• _Problem to solve_: Among the entries below, find the lines with the word "bank" and return them.

┌──

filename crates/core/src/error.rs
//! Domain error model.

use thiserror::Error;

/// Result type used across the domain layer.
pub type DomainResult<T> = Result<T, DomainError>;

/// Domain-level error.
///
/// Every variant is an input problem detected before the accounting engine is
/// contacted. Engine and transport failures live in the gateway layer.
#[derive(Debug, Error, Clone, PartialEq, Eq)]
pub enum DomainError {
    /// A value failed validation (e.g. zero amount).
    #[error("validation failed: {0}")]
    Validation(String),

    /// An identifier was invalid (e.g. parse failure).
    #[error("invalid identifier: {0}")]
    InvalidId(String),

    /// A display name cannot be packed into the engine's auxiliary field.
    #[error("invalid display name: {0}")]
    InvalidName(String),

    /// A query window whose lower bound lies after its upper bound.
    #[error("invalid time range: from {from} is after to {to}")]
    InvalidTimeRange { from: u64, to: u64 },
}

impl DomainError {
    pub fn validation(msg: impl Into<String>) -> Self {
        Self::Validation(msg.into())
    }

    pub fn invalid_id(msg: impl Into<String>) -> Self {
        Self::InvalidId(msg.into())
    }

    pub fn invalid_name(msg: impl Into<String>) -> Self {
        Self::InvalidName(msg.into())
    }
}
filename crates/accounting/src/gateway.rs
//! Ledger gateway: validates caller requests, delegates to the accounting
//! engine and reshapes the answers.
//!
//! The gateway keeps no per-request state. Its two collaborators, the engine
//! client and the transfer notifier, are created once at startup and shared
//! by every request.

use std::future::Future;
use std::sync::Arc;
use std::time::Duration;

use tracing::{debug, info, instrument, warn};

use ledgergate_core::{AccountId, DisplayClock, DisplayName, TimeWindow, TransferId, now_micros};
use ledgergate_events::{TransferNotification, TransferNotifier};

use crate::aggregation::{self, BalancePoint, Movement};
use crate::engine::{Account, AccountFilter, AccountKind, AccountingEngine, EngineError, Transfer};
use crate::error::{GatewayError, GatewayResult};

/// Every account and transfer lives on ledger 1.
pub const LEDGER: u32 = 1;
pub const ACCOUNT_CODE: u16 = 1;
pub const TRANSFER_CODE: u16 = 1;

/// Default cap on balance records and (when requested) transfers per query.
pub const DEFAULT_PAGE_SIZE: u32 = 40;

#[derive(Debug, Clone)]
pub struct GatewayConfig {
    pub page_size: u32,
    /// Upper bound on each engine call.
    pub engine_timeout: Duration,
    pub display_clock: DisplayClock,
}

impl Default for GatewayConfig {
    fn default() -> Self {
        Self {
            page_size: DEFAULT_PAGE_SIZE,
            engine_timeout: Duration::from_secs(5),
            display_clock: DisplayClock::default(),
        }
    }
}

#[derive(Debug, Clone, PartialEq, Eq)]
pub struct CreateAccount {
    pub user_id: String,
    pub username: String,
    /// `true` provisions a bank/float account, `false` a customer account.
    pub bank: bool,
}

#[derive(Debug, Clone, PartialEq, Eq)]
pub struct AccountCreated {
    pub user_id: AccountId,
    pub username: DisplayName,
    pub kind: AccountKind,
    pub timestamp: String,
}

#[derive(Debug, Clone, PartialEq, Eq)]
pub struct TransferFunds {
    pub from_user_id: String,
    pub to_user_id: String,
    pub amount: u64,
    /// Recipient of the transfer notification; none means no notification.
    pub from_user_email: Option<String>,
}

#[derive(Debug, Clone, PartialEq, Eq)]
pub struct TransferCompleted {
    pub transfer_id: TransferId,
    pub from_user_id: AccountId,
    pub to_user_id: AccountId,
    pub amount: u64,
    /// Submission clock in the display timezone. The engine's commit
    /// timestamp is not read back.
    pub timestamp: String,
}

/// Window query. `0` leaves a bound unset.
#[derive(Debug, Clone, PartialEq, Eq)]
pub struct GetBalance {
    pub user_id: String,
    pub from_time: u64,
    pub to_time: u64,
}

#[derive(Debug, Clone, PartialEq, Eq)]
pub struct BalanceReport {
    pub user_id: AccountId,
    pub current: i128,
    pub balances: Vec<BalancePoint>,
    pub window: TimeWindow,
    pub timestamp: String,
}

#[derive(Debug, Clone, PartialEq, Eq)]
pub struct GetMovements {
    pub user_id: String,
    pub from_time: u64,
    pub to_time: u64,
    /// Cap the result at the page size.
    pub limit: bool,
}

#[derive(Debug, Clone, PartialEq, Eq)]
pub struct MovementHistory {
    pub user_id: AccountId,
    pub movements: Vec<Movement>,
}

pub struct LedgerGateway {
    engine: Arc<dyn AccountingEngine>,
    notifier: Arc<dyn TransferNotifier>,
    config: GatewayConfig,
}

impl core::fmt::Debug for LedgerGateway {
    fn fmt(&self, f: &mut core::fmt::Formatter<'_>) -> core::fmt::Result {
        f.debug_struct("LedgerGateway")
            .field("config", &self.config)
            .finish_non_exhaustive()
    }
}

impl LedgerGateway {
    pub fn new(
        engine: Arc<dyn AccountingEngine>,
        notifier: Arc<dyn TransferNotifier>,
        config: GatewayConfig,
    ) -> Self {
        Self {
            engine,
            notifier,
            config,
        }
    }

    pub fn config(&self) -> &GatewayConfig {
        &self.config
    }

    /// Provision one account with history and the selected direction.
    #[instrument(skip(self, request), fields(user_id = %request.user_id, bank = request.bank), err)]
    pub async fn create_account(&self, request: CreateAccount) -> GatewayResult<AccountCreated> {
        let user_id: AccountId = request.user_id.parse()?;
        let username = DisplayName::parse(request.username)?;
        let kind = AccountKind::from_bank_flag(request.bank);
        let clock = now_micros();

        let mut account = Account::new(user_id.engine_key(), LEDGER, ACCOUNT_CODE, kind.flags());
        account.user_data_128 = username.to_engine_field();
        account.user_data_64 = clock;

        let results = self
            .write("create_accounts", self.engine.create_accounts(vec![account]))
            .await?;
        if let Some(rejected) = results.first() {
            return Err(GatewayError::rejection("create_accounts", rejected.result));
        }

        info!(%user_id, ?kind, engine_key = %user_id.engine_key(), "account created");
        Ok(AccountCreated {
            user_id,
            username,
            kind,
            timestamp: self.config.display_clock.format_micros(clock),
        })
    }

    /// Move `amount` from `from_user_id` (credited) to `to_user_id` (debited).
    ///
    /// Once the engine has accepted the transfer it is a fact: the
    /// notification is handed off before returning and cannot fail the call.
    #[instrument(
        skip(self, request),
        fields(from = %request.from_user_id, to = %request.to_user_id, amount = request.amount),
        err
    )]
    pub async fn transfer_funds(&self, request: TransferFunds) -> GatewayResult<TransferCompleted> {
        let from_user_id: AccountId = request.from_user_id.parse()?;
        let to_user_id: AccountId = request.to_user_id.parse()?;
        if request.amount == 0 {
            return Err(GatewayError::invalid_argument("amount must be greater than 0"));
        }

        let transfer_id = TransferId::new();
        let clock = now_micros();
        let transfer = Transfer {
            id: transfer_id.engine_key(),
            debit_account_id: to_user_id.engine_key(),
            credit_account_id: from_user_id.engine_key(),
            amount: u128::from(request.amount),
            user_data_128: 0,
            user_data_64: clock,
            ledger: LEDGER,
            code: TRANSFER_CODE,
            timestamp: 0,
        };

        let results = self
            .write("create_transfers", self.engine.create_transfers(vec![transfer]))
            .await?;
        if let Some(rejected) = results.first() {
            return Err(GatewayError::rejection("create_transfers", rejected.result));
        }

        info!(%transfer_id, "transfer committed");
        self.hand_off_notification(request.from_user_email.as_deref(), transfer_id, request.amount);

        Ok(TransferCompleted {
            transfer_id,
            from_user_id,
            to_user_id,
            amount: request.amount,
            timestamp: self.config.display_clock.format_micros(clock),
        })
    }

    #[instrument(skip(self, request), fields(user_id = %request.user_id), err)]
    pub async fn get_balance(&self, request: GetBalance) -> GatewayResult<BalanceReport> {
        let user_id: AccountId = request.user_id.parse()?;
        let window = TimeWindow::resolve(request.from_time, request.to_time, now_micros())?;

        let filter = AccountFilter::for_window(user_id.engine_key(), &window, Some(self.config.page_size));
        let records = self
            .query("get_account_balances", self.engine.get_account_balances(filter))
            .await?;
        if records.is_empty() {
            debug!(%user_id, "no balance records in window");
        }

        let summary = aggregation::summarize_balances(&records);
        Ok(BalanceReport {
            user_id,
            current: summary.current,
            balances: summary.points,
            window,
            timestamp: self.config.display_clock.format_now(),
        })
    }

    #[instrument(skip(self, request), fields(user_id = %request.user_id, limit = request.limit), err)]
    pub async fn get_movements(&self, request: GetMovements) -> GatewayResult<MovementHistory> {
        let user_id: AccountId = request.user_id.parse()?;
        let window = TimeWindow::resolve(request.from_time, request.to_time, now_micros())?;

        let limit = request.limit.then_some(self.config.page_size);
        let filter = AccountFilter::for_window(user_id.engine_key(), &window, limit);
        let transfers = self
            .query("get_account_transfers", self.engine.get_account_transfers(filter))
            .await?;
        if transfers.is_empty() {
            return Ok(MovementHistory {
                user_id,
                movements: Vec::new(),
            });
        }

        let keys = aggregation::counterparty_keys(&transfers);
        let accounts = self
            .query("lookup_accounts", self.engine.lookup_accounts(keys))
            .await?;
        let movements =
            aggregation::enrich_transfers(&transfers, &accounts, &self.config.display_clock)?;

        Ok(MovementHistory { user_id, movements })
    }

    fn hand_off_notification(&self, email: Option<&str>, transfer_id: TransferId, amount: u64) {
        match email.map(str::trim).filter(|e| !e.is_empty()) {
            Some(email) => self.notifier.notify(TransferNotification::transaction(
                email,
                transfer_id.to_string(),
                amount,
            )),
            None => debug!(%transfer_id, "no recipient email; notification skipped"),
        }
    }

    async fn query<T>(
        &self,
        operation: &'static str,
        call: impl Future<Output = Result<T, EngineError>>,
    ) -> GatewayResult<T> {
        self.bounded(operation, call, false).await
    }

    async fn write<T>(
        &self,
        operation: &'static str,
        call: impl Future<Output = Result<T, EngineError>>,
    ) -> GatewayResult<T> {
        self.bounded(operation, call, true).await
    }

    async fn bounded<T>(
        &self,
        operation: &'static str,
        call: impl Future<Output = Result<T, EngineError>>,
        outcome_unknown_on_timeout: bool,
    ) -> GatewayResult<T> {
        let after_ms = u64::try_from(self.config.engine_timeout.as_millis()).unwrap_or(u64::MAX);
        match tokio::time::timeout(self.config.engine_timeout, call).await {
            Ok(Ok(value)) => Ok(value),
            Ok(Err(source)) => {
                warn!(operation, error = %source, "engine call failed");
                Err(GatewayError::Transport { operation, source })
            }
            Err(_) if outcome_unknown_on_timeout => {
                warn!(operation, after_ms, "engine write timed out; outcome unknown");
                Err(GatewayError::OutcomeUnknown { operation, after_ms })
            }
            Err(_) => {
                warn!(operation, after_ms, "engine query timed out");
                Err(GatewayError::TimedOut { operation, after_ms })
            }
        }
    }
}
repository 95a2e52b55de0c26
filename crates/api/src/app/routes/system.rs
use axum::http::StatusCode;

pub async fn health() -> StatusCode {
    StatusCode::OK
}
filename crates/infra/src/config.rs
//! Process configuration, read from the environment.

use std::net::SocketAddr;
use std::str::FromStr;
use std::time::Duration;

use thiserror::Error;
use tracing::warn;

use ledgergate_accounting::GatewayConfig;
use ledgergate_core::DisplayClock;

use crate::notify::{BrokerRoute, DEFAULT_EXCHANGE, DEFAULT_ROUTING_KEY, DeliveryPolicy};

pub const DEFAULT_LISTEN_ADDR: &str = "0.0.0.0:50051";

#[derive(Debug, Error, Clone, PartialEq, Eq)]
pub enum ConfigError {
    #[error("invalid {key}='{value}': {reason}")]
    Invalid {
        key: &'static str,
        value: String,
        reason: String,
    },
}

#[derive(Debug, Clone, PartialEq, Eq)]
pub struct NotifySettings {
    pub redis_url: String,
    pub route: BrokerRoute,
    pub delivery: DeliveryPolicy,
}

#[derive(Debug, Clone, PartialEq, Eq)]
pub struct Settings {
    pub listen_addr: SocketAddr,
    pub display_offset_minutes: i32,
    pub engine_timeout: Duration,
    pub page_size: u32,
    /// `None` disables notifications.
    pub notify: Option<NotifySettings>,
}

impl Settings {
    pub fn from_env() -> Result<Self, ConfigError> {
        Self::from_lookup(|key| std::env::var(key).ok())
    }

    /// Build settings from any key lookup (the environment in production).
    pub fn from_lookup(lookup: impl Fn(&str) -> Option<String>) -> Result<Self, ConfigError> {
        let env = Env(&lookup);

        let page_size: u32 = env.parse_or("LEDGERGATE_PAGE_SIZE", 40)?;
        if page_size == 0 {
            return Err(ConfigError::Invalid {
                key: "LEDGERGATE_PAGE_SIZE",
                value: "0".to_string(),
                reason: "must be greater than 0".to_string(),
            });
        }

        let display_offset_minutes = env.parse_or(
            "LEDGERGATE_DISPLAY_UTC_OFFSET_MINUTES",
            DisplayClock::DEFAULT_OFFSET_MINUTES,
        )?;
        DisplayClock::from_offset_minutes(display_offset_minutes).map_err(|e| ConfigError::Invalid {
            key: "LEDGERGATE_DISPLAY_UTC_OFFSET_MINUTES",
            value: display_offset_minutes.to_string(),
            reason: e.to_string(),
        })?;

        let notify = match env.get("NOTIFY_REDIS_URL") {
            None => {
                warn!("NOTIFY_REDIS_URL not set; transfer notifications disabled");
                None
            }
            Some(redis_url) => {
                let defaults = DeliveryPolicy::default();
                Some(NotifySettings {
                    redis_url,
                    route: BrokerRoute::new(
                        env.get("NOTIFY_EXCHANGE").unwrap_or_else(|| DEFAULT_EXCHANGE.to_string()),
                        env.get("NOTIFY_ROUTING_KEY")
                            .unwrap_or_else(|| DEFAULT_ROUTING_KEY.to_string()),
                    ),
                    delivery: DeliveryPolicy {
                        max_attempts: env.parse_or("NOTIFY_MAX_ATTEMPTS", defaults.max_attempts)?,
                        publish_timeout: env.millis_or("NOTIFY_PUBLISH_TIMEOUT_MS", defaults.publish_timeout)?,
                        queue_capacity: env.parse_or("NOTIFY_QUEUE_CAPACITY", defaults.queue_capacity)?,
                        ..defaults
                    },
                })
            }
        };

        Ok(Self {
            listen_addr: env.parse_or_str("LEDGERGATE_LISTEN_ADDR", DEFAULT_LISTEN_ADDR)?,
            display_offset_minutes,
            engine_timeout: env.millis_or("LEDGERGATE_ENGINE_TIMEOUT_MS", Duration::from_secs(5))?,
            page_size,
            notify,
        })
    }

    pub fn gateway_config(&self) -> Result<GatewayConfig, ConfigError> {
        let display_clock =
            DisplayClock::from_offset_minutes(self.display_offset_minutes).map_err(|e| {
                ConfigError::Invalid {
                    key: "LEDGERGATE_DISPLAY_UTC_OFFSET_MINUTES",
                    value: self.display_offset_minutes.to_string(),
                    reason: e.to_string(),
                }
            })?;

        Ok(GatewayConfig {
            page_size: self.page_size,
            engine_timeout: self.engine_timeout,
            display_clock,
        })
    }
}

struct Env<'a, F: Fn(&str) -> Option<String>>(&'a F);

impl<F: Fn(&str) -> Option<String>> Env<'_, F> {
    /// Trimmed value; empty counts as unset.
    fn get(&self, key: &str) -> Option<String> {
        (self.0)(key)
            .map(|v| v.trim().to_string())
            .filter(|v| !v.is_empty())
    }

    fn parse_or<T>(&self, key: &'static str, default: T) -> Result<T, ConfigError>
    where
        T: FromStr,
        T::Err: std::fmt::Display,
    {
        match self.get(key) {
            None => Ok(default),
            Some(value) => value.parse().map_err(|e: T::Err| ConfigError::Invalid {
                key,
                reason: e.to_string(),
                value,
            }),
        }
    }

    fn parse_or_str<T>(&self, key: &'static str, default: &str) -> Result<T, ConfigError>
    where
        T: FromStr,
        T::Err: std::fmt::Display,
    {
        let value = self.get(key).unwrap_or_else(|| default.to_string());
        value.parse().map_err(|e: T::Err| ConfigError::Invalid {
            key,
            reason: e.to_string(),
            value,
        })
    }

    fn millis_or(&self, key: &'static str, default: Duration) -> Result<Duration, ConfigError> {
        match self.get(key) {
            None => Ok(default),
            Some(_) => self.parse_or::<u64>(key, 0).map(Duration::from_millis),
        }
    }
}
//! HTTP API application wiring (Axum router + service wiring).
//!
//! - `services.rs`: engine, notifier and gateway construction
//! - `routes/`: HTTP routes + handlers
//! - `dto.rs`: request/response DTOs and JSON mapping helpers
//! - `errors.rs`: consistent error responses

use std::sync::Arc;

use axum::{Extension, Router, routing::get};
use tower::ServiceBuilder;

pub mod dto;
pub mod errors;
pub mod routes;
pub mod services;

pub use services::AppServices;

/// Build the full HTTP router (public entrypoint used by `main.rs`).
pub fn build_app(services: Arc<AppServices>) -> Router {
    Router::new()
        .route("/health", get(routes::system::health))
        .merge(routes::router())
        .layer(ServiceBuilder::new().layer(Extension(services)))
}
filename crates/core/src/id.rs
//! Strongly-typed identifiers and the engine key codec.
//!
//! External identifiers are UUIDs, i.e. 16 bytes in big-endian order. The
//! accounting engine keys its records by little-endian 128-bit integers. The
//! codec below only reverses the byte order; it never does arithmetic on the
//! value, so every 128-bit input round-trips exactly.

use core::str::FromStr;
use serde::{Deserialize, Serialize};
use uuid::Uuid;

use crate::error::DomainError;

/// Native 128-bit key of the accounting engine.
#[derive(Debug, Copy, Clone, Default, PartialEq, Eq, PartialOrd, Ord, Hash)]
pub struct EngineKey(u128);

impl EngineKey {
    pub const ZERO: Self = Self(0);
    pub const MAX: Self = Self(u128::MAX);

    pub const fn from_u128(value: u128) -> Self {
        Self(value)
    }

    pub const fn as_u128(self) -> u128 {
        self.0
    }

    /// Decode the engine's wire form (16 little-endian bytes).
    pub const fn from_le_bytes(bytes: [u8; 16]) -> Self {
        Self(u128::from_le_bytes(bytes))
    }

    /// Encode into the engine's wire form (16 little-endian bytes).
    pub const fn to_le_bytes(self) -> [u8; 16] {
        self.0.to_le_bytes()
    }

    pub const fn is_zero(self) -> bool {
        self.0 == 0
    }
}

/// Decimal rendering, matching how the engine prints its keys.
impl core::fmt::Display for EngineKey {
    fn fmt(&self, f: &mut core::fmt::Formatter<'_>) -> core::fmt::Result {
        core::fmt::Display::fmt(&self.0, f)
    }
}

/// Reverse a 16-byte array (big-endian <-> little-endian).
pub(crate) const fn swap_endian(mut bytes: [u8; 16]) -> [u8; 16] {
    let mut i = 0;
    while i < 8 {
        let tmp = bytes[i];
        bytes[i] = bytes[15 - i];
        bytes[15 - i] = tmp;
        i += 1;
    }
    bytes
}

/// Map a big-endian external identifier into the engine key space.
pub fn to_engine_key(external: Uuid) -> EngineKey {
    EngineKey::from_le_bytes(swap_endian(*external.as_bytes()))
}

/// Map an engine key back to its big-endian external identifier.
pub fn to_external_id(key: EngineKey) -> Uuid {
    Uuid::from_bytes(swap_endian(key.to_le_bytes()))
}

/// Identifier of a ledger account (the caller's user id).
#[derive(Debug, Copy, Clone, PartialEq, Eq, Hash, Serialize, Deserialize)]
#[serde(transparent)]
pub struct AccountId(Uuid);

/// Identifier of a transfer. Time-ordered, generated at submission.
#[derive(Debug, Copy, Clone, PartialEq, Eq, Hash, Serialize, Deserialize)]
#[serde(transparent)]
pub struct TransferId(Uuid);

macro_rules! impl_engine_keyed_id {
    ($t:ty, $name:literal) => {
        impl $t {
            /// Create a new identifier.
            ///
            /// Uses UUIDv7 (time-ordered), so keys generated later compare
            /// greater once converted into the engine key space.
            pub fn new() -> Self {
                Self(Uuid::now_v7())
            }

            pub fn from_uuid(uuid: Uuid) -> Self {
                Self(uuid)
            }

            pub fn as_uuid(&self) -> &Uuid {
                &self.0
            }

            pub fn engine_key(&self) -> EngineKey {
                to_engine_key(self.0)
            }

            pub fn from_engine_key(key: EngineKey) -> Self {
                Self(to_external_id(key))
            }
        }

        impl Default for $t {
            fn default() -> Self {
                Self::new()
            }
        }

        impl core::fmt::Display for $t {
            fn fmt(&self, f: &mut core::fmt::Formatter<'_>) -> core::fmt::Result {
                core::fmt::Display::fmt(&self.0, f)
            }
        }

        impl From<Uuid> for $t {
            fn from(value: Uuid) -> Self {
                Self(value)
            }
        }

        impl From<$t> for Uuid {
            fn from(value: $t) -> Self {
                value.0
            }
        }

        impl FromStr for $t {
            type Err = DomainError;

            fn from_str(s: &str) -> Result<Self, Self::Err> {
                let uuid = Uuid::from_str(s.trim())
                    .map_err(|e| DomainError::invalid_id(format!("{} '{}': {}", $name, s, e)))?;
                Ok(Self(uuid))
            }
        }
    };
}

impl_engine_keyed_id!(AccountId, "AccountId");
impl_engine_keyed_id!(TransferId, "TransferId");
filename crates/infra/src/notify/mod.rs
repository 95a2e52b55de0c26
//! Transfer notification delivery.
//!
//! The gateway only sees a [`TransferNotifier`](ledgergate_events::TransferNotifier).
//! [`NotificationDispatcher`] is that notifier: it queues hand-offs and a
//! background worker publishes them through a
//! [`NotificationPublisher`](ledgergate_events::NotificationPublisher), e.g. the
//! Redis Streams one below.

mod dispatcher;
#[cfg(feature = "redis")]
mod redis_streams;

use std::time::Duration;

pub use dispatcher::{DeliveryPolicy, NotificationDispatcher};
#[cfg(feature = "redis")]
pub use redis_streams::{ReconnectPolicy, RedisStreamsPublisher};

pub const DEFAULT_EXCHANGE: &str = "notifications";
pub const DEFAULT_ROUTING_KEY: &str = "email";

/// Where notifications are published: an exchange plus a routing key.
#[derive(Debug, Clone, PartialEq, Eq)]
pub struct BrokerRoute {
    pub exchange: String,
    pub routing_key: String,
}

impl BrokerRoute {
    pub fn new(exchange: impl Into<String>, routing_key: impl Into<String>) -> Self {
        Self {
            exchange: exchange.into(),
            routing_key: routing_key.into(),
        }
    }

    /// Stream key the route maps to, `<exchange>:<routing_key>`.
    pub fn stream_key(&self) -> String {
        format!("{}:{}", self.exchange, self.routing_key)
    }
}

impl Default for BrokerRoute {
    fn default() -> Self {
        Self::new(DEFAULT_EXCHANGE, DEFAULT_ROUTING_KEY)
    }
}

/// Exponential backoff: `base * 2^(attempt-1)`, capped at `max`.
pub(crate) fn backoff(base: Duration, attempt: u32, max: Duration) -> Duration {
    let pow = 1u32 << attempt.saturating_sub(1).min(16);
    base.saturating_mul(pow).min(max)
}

└──

• _Result_:
    /// `true` provisions a bank/float account, `false` a customer account.
    pub bank: bool,
    #[instrument(skip(self, request), fields(user_id = %request.user_id, bank = request.bank), err)]
        let kind = AccountKind::from_bank_flag(request.bank);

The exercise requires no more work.